Collected data:
● ● ●

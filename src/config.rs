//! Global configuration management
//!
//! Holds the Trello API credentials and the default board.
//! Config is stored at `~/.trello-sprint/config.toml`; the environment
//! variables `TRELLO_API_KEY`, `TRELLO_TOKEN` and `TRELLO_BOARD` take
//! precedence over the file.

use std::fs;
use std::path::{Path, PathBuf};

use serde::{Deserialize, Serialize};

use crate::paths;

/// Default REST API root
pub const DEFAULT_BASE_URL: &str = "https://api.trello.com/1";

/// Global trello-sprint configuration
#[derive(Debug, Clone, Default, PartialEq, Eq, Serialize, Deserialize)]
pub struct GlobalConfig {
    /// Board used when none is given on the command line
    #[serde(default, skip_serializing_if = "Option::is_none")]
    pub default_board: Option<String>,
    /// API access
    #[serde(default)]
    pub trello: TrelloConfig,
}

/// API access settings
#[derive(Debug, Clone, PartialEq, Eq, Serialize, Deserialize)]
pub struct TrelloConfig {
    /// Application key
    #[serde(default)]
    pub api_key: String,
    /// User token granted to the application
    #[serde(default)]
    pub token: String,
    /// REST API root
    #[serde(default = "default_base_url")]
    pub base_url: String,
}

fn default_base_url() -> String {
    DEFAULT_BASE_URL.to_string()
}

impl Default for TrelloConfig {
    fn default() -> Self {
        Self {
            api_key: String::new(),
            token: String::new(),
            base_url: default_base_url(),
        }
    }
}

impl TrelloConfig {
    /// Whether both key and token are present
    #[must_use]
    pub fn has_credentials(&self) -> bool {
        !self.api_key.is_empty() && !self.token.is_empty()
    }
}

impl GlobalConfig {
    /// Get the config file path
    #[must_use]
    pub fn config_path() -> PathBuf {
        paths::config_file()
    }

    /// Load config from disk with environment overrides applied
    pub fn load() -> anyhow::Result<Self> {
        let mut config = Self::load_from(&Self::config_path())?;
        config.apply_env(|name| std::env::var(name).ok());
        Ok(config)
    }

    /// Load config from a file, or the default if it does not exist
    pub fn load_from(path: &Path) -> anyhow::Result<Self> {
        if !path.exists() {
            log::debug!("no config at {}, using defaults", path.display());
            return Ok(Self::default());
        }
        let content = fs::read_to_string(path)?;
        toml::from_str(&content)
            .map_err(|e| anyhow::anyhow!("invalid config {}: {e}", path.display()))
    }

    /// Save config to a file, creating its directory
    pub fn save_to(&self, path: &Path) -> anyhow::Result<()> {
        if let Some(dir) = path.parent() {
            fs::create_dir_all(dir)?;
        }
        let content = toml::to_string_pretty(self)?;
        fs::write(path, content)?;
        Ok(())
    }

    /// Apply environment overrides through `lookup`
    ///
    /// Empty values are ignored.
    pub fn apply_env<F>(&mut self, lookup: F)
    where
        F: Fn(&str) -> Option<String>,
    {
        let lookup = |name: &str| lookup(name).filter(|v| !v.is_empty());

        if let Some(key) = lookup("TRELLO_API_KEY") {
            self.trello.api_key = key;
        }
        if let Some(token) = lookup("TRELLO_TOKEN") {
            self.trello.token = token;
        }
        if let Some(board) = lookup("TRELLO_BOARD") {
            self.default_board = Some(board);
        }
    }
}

● ● ●

Scan the data for the word "GlobalConfig" and copy every line where it shows up.

RESULT BELOW:
pub struct GlobalConfig {
impl GlobalConfig {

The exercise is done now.